CREBRF regulates apoptosis and estradiol via ISG15/ISGylation in pig granulosa cells

• Published in: Free radical biology & medicine Vol. 225; pp. 445 - 455
• Main Authors: Liu, Ying, Guo, Xiaorong, Fan, Jiazhen, Xie, Chundi, Huang, Tao, Fu, Yaxin, Zhou, Rong
• Format: Journal Article
• Language: English
• Published: United States Elsevier Inc 15.10.2024
• Subjects: Apoptosis; CREBRF; Estradiol; Granulosa cells; Pig; CREBRF; Granulosa cells; Estradiol; Apoptosis; Pig
• ISSN: 0891-5849; 1873-4596; 1873-4596
• DOI: 10.1016/j.freeradbiomed.2024.10.287

Granulosa cells play a crucial role in the reproductive processes of female animals, as their proliferation, apoptosis, and hormonal secretion are vital for follicular development and ovulation. Although the role and mechanisms of CREBRF in the reproductive system have been partly reported, its functions in ovarian granulosa cells have not been fully explored.
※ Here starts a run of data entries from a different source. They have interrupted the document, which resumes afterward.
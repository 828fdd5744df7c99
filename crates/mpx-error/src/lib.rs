// SPDX-License-Identifier: MIT OR Apache-2.0
//! Unified error taxonomy for the mirrorpix upload engine.
//!
//! Every failure that crosses a crate boundary is an [`UploadError`]. Each
//! variant maps to a stable `SCREAMING_SNAKE_CASE` code, a broad
//! [`ErrorCategory`], and a recoverability verdict that the retry subsystem
//! consults before spending network time.

#![deny(unsafe_code)]
#![warn(missing_docs)]

use mpx_core::BackendId;
use serde::{Deserialize, Serialize};
use std::fmt;
use std::path::PathBuf;

// ---------------------------------------------------------------------------
// Categories and stages
// ---------------------------------------------------------------------------

/// Broad family an [`UploadError`] belongs to.
#[derive(Debug, Clone, Copy, PartialEq, Eq, Hash, Serialize, Deserialize)]
#[serde(rename_all = "snake_case")]
pub enum ErrorCategory {
    /// No usable backend was selected or configured.
    Selection,
    /// Credentials rejected, expired, or missing.
    Credential,
    /// The network itself is the problem.
    Network,
    /// The backend answered, but not usefully.
    Backend,
    /// Local filesystem trouble.
    FileSystem,
    /// The caller asked us to stop.
    Cancelled,
    /// Catch-all for unexpected internal errors.
    Internal,
}

impl fmt::Display for ErrorCategory {
    fn fmt(&self, f: &mut fmt::Formatter<'_>) -> fmt::Result {
        let s = match self {
            Self::Selection => "selection",
            Self::Credential => "credential",
            Self::Network => "network",
            Self::Backend => "backend",
            Self::FileSystem => "file_system",
            Self::Cancelled => "cancelled",
            Self::Internal => "internal",
        };
        f.write_str(s)
    }
}

/// Which timeout budget was exhausted.
#[derive(Debug, Clone, Copy, PartialEq, Eq, Hash, Serialize, Deserialize)]
#[serde(rename_all = "snake_case")]
pub enum TimeoutStage {
    /// TCP/TLS connect budget (10 s).
    Connect,
    /// Whole-request budget (60 s).
    Request,
    /// Credential sidecar budget (30 s).
    Sidecar,
}

impl fmt::Display for TimeoutStage {
    fn fmt(&self, f: &mut fmt::Formatter<'_>) -> fmt::Result {
        let s = match self {
            Self::Connect => "connect",
            Self::Request => "request",
            Self::Sidecar => "sidecar",
        };
        f.write_str(s)
    }
}

// ---------------------------------------------------------------------------
// UploadError
// ---------------------------------------------------------------------------

/// Every failure the upload engine can surface.
#[derive(Debug, thiserror::Error)]
pub enum UploadError {
    /// The user selected zero backends.
    #[error("no backend is enabled")]
    NoEnabledBackend,

    /// Every selected backend failed config validation.
    #[error("no enabled backend has a valid configuration")]
    NoConfiguredBackend,

    /// A backend id with no registered constructor was requested.
    #[error("backend {backend_id} is not registered")]
    UnknownBackend {
        /// The unregistered id.
        backend_id: BackendId,
    },

    /// The backend rejected a credential that is known to the user's store;
    /// fixable by re-login, not by retry.
    #[error("{backend_id}: session credential expired, re-login required")]
    CredentialExpired {
        /// Backend that rejected the credential.
        backend_id: BackendId,
    },

    /// Credentials are plain wrong (distinct from expired).
    #[error("{backend_id}: authentication failed")]
    AuthFailure {
        /// Backend that rejected the credentials.
        backend_id: BackendId,
    },

    /// The connectivity precheck failed; nothing was attempted.
    #[error("network unavailable")]
    NetworkUnavailable,

    /// A timeout budget was exhausted.
    #[error("timed out during {stage}")]
    Timeout {
        /// Which budget ran out.
        stage: TimeoutStage,
    },

    /// The backend returned an unparseable or error-coded response.
    #[error("{backend_id}: {message}")]
    BackendProtocol {
        /// Backend that misbehaved.
        backend_id: BackendId,
        /// Server-reported or parse-level detail.
        message: String,
    },

    /// The backend throttled us.
    #[error("{backend_id}: rate limited")]
    RateLimited {
        /// Backend that throttled.
        backend_id: BackendId,
        /// Server-suggested wait, if it sent one.
        retry_after_ms: Option<u64>,
    },

    /// A local file operation failed.
    #[error("{op} {path:?}: {source}")]
    FileSystem {
        /// Operation that failed (`open`, `read`, `stat`, …).
        op: &'static str,
        /// Path involved.
        path: PathBuf,
        /// Underlying I/O error.
        #[source]
        source: std::io::Error,
    },

    /// The dispatch or upload was cancelled by the caller.
    #[error("cancelled")]
    Cancelled,

    /// Last-resort wrapping for errors with no better home.
    #[error("{message}")]
    Unknown {
        /// Human-readable description.
        message: String,
    },
}

impl UploadError {
    /// Stable machine-readable code for this error.
    pub fn code(&self) -> &'static str {
        match self {
            Self::NoEnabledBackend => "NO_ENABLED_BACKEND",
            Self::NoConfiguredBackend => "NO_CONFIGURED_BACKEND",
            Self::UnknownBackend { .. } => "UNKNOWN_BACKEND",
            Self::CredentialExpired { .. } => "CREDENTIAL_EXPIRED",
            Self::AuthFailure { .. } => "AUTH_FAILURE",
            Self::NetworkUnavailable => "NETWORK_UNAVAILABLE",
            Self::Timeout { .. } => "TIMEOUT",
            Self::BackendProtocol { .. } => "BACKEND_PROTOCOL",
            Self::RateLimited { .. } => "RATE_LIMITED",
            Self::FileSystem { .. } => "FILE_SYSTEM",
            Self::Cancelled => "CANCELLED",
            Self::Unknown { .. } => "UNKNOWN",
        }
    }

    /// Broad category for this error.
    pub fn category(&self) -> ErrorCategory {
        match self {
            Self::NoEnabledBackend | Self::NoConfiguredBackend | Self::UnknownBackend { .. } => {
                ErrorCategory::Selection
            }
            Self::CredentialExpired { .. } | Self::AuthFailure { .. } => ErrorCategory::Credential,
            Self::NetworkUnavailable | Self::Timeout { .. } => ErrorCategory::Network,
            Self::BackendProtocol { .. } | Self::RateLimited { .. } => ErrorCategory::Backend,
            Self::FileSystem { .. } => ErrorCategory::FileSystem,
            Self::Cancelled => ErrorCategory::Cancelled,
            Self::Unknown { .. } => ErrorCategory::Internal,
        }
    }

    /// Whether a retry could plausibly change the outcome.
    ///
    /// Expired or wrong credentials need re-login; a missing source file
    /// needs the user; everything else may be transient.
    pub fn is_recoverable(&self) -> bool {
        match self {
            Self::CredentialExpired { .. } | Self::AuthFailure { .. } => false,
            Self::UnknownBackend { .. } => false,
            Self::FileSystem { source, .. } => source.kind() != std::io::ErrorKind::NotFound,
            Self::Cancelled => false,
            _ => true,
        }
    }

    /// The backend whose credential expired, when that is what happened.
    pub fn expired_backend(&self) -> Option<BackendId> {
        match self {
            Self::CredentialExpired { backend_id } => Some(*backend_id),
            _ => None,
        }
    }

    /// The backend this error is attributed to, if any.
    pub fn backend_id(&self) -> Option<BackendId> {
        match self {
            Self::CredentialExpired { backend_id }
            | Self::AuthFailure { backend_id }
            | Self::UnknownBackend { backend_id }
            | Self::BackendProtocol { backend_id, .. }
            | Self::RateLimited { backend_id, .. } => Some(*backend_id),
            _ => None,
        }
    }

    /// Convenience constructor for filesystem failures.
    pub fn file_system(op: &'static str, path: impl Into<PathBuf>, source: std::io::Error) -> Self {
        Self::FileSystem {
            op,
            path: path.into(),
            source,
        }
    }

    /// Convenience constructor for protocol failures.
    pub fn protocol(backend_id: BackendId, message: impl Into<String>) -> Self {
        Self::BackendProtocol {
            backend_id,
            message: message.into(),
        }
    }
}

// ---------------------------------------------------------------------------
// Serializable snapshot
// ---------------------------------------------------------------------------

/// Serialisable snapshot of an [`UploadError`], for history rows and logs.
#[derive(Debug, Clone, PartialEq, Eq, Serialize, Deserialize)]
pub struct UploadErrorDto {
    /// Stable code.
    pub code: String,
    /// Rendered message.
    pub message: String,
    /// Attributed backend, when known.
    #[serde(default, skip_serializing_if = "Option::is_none")]
    pub backend_id: Option<BackendId>,
}

impl From<&UploadError> for UploadErrorDto {
    fn from(err: &UploadError) -> Self {
        Self {
            code: err.code().to_string(),
            message: err.to_string(),
            backend_id: err.backend_id(),
        }
    }
}

// ---------------------------------------------------------------------------
// Tests
// ---------------------------------------------------------------------------
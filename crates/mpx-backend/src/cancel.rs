// SPDX-License-Identifier: MIT OR Apache-2.0
//! Cooperative cancellation shared between the dispatcher and backend tasks.

use std::sync::Arc;
use std::sync::atomic::{AtomicBool, Ordering};
use tokio::sync::Notify;

#[derive(Debug, Default)]
struct Inner {
    cancelled: AtomicBool,
    notify: Notify,
}

/// A cloneable cancellation handle.
///
/// Cancelling is sticky and fans out to every clone. Backend tasks either
/// poll [`is_cancelled`](Self::is_cancelled) between steps or race their
/// I/O against [`cancelled`](Self::cancelled).
#[derive(Debug, Clone, Default)]
pub struct CancelToken {
    inner: Arc<Inner>,
}

impl CancelToken {
    /// A fresh, un-cancelled token.
    pub fn new() -> Self {
        Self::default()
    }

    /// Request cancellation; wakes every waiter.
    pub fn cancel(&self) {
        self.inner.cancelled.store(true, Ordering::SeqCst);
        self.inner.notify.notify_waiters();
    }

    /// `true` once cancellation was requested.
    pub fn is_cancelled(&self) -> bool {
        self.inner.cancelled.load(Ordering::SeqCst)
    }

    /// Resolve when cancellation is requested.
    pub async fn cancelled(&self) {
        while !self.is_cancelled() {
            let notified = self.inner.notify.notified();
            if self.is_cancelled() {
                return;
            }
            notified.await;
        }
    }

    /// Shortcut for the guard backends run between steps.
    pub fn check(&self) -> Result<(), mpx_error::UploadError> {
        if self.is_cancelled() {
            Err(mpx_error::UploadError::Cancelled)
        } else {
            Ok(())
        }
    }
}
In this study, the results indicated that the expression of CREBRF in the ovaries at 30 days after birth was significantly higher than that during puberty and sexual maturity. Studies on the function of CREBRF found that CREBRF could enhance the synthesis of estradiol and had no effect on progesterone synthesis in pig granulosa cells. At the same time, CREBRF could suppress apoptosis through the Bax/caspase3/caspase9 pathway and modulation of ISG15/ISGylation in pig granulosa cells. During this process, the expression of many genes changed in granulosa cells. Several genes (CMPK2, MX1, MX2, ZBP1, PML, CHAC1, and BAX) which were promoted apoptosis, were upregulated after CREBRF knockdown with siRNA. ISG15-protein conjugation genes (HERC5, UBA7, UBE2L6, ISG15) were also were upregulated. On the contrary, the expression of anti-apoptotic (RFK, SNAP23) genes decreased. In conclusion, CREBRF could enhance the synthesis of estradiol and acted as anti-apoptosis role in pig granulosa cells. This discovery can provide novel insights for further elucidating the molecular mechanisms of granulosa cells in the ovary and potentially identifies CREBRF as a molecular target for improving fertility. [Display omitted] •CREBRF could enhance the synthesis of estradiol in pig granulosa cells•CREBRF could suppress apoptosis in pig granulosa cells.•CREBRF could regulate the expressions of ISG15-protein conjugation genes (HERC5, UBA7, UBE2L6, ISG15).